* Material for this task
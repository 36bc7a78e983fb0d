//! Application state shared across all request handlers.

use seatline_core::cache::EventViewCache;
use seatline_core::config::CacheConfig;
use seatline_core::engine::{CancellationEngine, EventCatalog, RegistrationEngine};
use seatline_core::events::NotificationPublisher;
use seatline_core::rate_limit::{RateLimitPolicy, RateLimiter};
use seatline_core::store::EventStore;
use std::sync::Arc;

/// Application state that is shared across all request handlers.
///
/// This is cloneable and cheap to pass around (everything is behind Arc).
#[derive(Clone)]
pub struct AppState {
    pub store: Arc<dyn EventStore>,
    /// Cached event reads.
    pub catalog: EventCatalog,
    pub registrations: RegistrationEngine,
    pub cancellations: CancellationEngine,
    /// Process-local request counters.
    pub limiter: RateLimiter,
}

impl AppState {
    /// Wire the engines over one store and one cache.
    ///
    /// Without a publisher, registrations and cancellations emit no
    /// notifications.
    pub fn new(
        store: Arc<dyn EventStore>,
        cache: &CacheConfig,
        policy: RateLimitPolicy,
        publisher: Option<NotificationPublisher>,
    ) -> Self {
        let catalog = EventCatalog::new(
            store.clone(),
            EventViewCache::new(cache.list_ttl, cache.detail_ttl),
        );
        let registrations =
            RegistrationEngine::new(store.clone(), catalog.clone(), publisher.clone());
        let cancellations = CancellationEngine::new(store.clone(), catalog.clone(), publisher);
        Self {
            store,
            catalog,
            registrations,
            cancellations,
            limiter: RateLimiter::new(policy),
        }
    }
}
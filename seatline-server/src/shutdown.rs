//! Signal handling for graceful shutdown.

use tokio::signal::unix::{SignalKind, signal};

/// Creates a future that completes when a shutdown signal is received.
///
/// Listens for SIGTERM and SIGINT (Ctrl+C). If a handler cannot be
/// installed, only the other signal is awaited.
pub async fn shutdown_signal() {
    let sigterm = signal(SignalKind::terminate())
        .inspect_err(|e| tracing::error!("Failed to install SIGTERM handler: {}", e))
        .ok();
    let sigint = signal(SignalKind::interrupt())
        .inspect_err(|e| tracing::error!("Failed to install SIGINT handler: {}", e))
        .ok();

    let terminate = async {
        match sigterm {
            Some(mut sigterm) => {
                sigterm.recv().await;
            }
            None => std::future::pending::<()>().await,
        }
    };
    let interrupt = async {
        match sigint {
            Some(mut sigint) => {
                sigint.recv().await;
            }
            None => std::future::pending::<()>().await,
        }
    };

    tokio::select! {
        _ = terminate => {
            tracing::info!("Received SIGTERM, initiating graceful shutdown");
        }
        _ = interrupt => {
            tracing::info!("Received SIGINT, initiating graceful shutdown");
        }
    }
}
==
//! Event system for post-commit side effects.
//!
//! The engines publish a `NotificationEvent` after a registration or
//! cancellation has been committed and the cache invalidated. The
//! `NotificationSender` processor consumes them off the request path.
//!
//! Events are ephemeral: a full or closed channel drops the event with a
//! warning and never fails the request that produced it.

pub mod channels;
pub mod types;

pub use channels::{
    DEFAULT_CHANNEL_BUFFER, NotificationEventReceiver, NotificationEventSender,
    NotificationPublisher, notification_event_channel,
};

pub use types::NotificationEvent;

* Problem description
Transcribe the lines above between the line holding "use seatline_core::store::EventStore;" and the line holding "pub struct AppState", inclusive, exactly as they stand and with nothing added.

* Task response
use seatline_core::store::EventStore;
use std::sync::Arc;

/// Application state that is shared across all request handlers.
///
/// This is cloneable and cheap to pass around (everything is behind Arc).
#[derive(Clone)]
pub struct AppState {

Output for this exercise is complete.